Now that we’ve reached the second season, I’m receiving many questions about what players are paid during the postseason. Here are some answers, starting with the most important one: The amount of a player’s salary in his contract is now irrelevant.

Player compensation is now no longer a team expense; it’s a league expense. The NFL deposits the appropriate amount of money – depending on the team’s success -- into the team accounts, and that money is used to pay players their playoff shares.

Player salaries for 2009 have already been earned and paid. No player is paid during the playoffs according to what he was scheduled to make in salary during the season.

So someone like Brett Favre, who made $12 million in salary ($706,000 per week); or Donovan McNabb, who made $12.5 million in bonuses and salary; or Terrell Suggs, who made more than $15.1M in bonuses and salary; or Greg Jennings, who made $16.25M in bonuses and salary, will now be making the amounts shown below.

Here are the cumulative amounts of postseason compensation for the 2009 season. A player on the teams mentioned will receive the amount listed for each postseason game played:

Wild Card Round

Players on the division-winning team (Cardinals, Cowboys, Bengals, Patriots) receive $21,000 for the game.

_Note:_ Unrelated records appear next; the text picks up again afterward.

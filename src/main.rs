mod cli;
mod collector;
mod kubernetes;
mod tee;
mod types;
mod utils;
mod watcher;

use std::sync::Arc;

use anyhow::Context as _;
use clap::Parser;
use tokio_util::sync::CancellationToken;
use tracing::{debug, error, info};

use cli::Cli;
use collector::{Collector, DiskCollector, MultiplexCollector, StreamCollector};
use kubernetes::KubeLogSource;
use utils::LabelSelector;
use watcher::{WatchOptions, Watcher};

#[tokio::main]
async fn main() -> anyhow::Result<()> {
    let cli = Cli::parse();

    // //////////////////////////////////////
    // setup logging

    let filter = if cli.verbose { "debug" } else { "info" };
    tracing_subscriber::fmt()
        .with_env_filter(
            tracing_subscriber::EnvFilter::try_from_default_env()
                .unwrap_or_else(|_| tracing_subscriber::EnvFilter::new(filter)),
        )
        .with_target(false)
        .with_writer(std::io::stderr)
        .init();

    // //////////////////////////////////////
    // validate CLI flags

    if !cli.pods.is_empty() && cli.selector.is_some() {
        error!("Cannot specify both pod names and a label selector at the same time.");
        std::process::exit(1);
    }

    if cli.pods.is_empty() && cli.namespaces.is_empty() {
        error!("At least a namespace or a pod name pattern must be given.");
        std::process::exit(1);
    }

    let label_selector = match cli.selector.as_deref() {
        Some(expression) => match LabelSelector::parse(expression) {
            Ok(selector) => Some(selector),
            Err(err) => {
                error!("Invalid label selector: {}", err);
                std::process::exit(1);
            }
        },
        None => None,
    };

    let directory = cli.output.clone().unwrap_or_else(|| {
        format!("capture-{}", chrono::Local::now().format("%Y.%m.%dT%H.%M.%S"))
    });

    info!(directory = %directory, "Storing logs on disk.");

    // //////////////////////////////////////
    // assemble the collector chain

    let dump_events = cli.events || cli.raw_events;

    let disk = DiskCollector::new(&directory, cli.flat, cli.events, cli.raw_events)
        .context("failed to create log collector")?;

    let collector: Arc<dyn Collector> = if cli.stream {
        let stdout = StreamCollector::new(cli.prefix.clone());
        Arc::new(MultiplexCollector::new(Box::new(disk), Box::new(stdout)))
    } else {
        Arc::new(disk)
    };

    // //////////////////////////////////////
    // setup kubernetes client

    debug!("Creating Kubernetes client.");

    let client = kubernetes::create_client(cli.context.clone())
        .await
        .context("failed to create Kubernetes client")?;

    // //////////////////////////////////////
    // take the initial snapshot, then start to watch pods & maybe events

    if dump_events {
        debug!("Starting to watch pods & events.");
    } else {
        debug!("Starting to watch pods.");
    }

    let (initial_pods, resource_version) =
        kubernetes::list_pods(&client, cli.selector.as_deref()).await?;

    let initial_events = if dump_events {
        kubernetes::list_events(&client).await?
    } else {
        Vec::new()
    };

    // in oneshot mode only the initial listing is processed and no watch is
    // opened at all; the pod list's resourceVersion is the shared cursor for
    // both live watches otherwise
    let (pod_watch, event_watch) = if cli.oneshot {
        (None, None)
    } else {
        let pods = kubernetes::watch_pods(client.clone(), &resource_version).await?;
        let events = if dump_events {
            Some(kubernetes::watch_events(client.clone(), &resource_version).await?)
        } else {
            None
        };
        (Some(pods), events)
    };

    // //////////////////////////////////////
    // reconcile until the watches close or the user interrupts

    let token = CancellationToken::new();
    {
        let token = token.clone();
        tokio::spawn(async move {
            if tokio::signal::ctrl_c().await.is_ok() {
                info!("Interrupted, waiting for the running captures to finish.");
                token.cancel();
            }
        });
    }

    let opts = WatchOptions {
        label_selector,
        namespaces: cli.namespaces.clone(),
        pod_names: cli.pods.clone(),
        container_names: cli.containers.clone(),
        running_only: cli.live,
        oneshot: cli.oneshot,
        dump_metadata: cli.metadata,
        dump_events,
    };

    let watcher = Watcher::new(
        Arc::new(KubeLogSource::new(client)),
        collector,
        initial_pods,
        initial_events,
        opts,
    );

    watcher.watch(token, pod_watch, event_watch).await
}
use clap::Parser;

#[derive(Parser)]
#[command(name = "kubectl-capture")]
#[command(about = "Continuously capture logs from Kubernetes pods to disk")]
pub struct Cli {
    /// Pod names to capture logs for (supports glob expressions)
    pub pods: Vec<String>,

    /// Kubernetes namespace to watch pods in (supports glob expressions, can
    /// be given multiple times)
    #[arg(short = 'n', long = "namespace")]
    pub namespaces: Vec<String>,

    /// Container names to store logs for (supports glob expressions, can be
    /// given multiple times)
    #[arg(short = 'c', long = "container")]
    pub containers: Vec<String>,

    /// Label selector as an alternative to specifying pod names
    #[arg(short = 'l', long)]
    pub selector: Option<String>,

    /// Directory where logs should be stored
    #[arg(short = 'o', long)]
    pub output: Option<String>,

    /// Do not create a directory per namespace, but put all logs in the same
    /// directory
    #[arg(short = 'f', long)]
    pub flat: bool,

    /// Only consider running pods, ignore completed/failed pods
    #[arg(long)]
    pub live: bool,

    /// Do not just dump logs to disk, but also stream them to stdout
    #[arg(long)]
    pub stream: bool,

    /// Prefix pattern to put at the beginning of each streamed line
    /// (pn = pod name, pN = pod namespace, c = container name)
    #[arg(long, default_value = "[%pN/%pn:%c] >>")]
    pub prefix: String,

    /// Dump logs, but do not tail the containers (i.e. exit after
    /// downloading the current state)
    #[arg(long)]
    pub oneshot: bool,

    /// Dump pods additionally as YAML (note that this can include secrets
    /// in environment variables)
    #[arg(long)]
    pub metadata: bool,

    /// Dump events for each matching pod as a human readable log file
    /// (note: label selectors are not respected)
    #[arg(long)]
    pub events: bool,

    /// Dump events for each matching pod as YAML (note: label selectors are
    /// not respected)
    #[arg(long = "events-raw")]
    pub raw_events: bool,

    /// Kubeconfig context to use
    #[arg(long)]
    pub context: Option<String>,

    /// Enable more verbose output
    #[arg(short, long)]
    pub verbose: bool,
}
mod disk;
mod multiplex;
mod stream;

pub use disk::DiskCollector;
pub use multiplex::MultiplexCollector;
pub use stream::StreamCollector;

use anyhow::Result;
use async_trait::async_trait;
use futures::io::AsyncRead;
use k8s_openapi::api::core::v1::{Event, Pod};

use crate::types::ContainerTarget;

/// A container log stream as handed over by the log source.
pub type LogReader = Box<dyn AsyncRead + Send + Unpin>;

/// Destination for everything captured about a pod: container log streams,
/// the pod manifest and its events.
#[async_trait]
pub trait Collector: Send + Sync {
    /// Persist a structural snapshot of the pod. Idempotent, the first
    /// recorded snapshot wins and is never overwritten.
    async fn collect_pod_metadata(&self, pod: &Pod) -> Result<()>;

    /// Append a single event to the pod's event records.
    async fn collect_event(&self, event: &Event) -> Result<()>;

    /// Drain the stream to completion into the destination for this
    /// container incarnation.
    async fn collect_logs(&self, target: &ContainerTarget, stream: LogReader) -> Result<()>;
}
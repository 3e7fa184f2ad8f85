use std::fmt::Debug;

use anyhow::{Context as _, Result};
use async_trait::async_trait;
use futures::stream::{BoxStream, StreamExt};
use k8s_openapi::api::core::v1::{Event, Pod};
use kube::api::{ListParams, LogParams, WatchEvent, WatchParams};
use kube::{Api, Client, config};
use serde::de::DeserializeOwned;
use tracing::{info, warn};

use crate::collector::LogReader;
use crate::types::ContainerTarget;
use crate::watcher::LogSource;

/// Build a client for the current kubeconfig context, or for an explicitly
/// named one.
pub async fn create_client(context: Option<String>) -> Result<Client> {
    let client_config = match context {
        Some(context_name) => {
            let client_config = config::Config::from_kubeconfig(&config::KubeConfigOptions {
                context: Some(context_name.clone()),
                ..Default::default()
            })
            .await
            .map_err(|err| {
                anyhow::anyhow!("Context '{}' not found in kubeconfig: {}", context_name, err)
            })?;
            info!("Using context: {}", context_name);
            client_config
        }
        None => config::Config::infer().await?,
    };

    Ok(Client::try_from(client_config)?)
}

/// List pods across all namespaces. The list's resourceVersion doubles as
/// the starting cursor for the live watches, so a list without one is fatal.
pub async fn list_pods(
    client: &Client,
    label_selector: Option<&str>,
) -> Result<(Vec<Pod>, String)> {
    let api: Api<Pod> = Api::all(client.clone());

    let mut params = ListParams::default();
    if let Some(selector) = label_selector {
        params = params.labels(selector);
    }

    let pods = api
        .list(&params)
        .await
        .context("failed to perform list on Pods")?;

    let resource_version = pods
        .metadata
        .resource_version
        .clone()
        .context("pod list did not return a resourceVersion to start the watch from")?;

    Ok((pods.items, resource_version))
}

/// List events across all namespaces. Label selectors are not applied to
/// events, the watcher filters them by the involved pod instead.
pub async fn list_events(client: &Client) -> Result<Vec<Event>> {
    let events = Api::<Event>::all(client.clone())
        .list(&ListParams::default())
        .await
        .context("failed to perform list on Events")?;

    Ok(events.items)
}

pub async fn watch_pods(client: Client, resource_version: &str) -> Result<BoxStream<'static, Pod>> {
    watch_resource(Api::all(client), resource_version, "pod").await
}

pub async fn watch_events(
    client: Client,
    resource_version: &str,
) -> Result<BoxStream<'static, Event>> {
    watch_resource(Api::all(client), resource_version, "event").await
}

/// Adapt a raw watch into a stream of resource snapshots. Deletions and
/// bookmarks carry nothing to capture, and a notification that cannot be
/// decoded is skipped so one bad payload does not stop reconciliation.
async fn watch_resource<K>(
    api: Api<K>,
    resource_version: &str,
    kind: &'static str,
) -> Result<BoxStream<'static, K>>
where
    K: Clone + DeserializeOwned + Debug + Send + 'static,
{
    let stream = api
        .watch(&WatchParams::default(), resource_version)
        .await
        .with_context(|| format!("failed to create watch for {}s", kind))?;

    Ok(stream
        .filter_map(move |notification| async move {
            match notification {
                Ok(WatchEvent::Added(resource)) | Ok(WatchEvent::Modified(resource)) => {
                    Some(resource)
                }
                Ok(WatchEvent::Deleted(_)) | Ok(WatchEvent::Bookmark(_)) => None,
                Ok(WatchEvent::Error(status)) => {
                    warn!(kind, error = %status.message, "Watch reported an error, skipping.");
                    None
                }
                Err(err) => {
                    warn!(kind, error = %err, "Failed to decode a watch notification, skipping.");
                    None
                }
            }
        })
        .boxed())
}

/// Opens container log streams through the Kubernetes log endpoint.
pub struct KubeLogSource {
    client: Client,
}

impl KubeLogSource {
    pub fn new(client: Client) -> Self {
        Self { client }
    }
}

#[async_trait]
impl LogSource for KubeLogSource {
    async fn open(&self, target: &ContainerTarget, follow: bool) -> Result<LogReader> {
        let api: Api<Pod> = Api::namespaced(self.client.clone(), &target.namespace);

        let params = LogParams {
            follow,
            container: Some(target.container_name.clone()),
            ..Default::default()
        };

        let stream = api
            .log_stream(&target.pod_name, &params)
            .await
            .with_context(|| format!("failed to open the log stream for {}", target))?;

        Ok(Box::new(stream))
    }
}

Players on other teams (Packers, Eagles, Jets, Ravens) receive $19,000 for the game.

Divisional Round

Players receive $21,000 for the game.

Conference Championship

Players receive $38,000 for the game.

Super Bowl

Players on the losing team receive $42,000 for the game

Players on the winning team receive $83,000 for the game.

Here’s what players on these teams would receive if they win the Super Bowl:

Players on the Saints, Vikings, Colts and Chargers would receive a total of $142,000 each (about 20 percent of Favre’s weekly paycheck).

Players on the Packers, Eagles, Jets and Ravens would receive a total of $161,000 each.

Players on the Cardinals, Cowboys, Bengals and Patriots would receive a total of $163,000 each.

Yes, the wild-card round teams do get some financial advantage to playing the extra game, but again, the amounts are miniscule by NFL standards (about equal to the weekly paycheck of a first-year player’s minimum salary of $320,000, or $18, 824).

The postseason, of course, is about a lot more than money to these players, or at least we’d like to believe so.

Let the games – and the playoff shares – begin.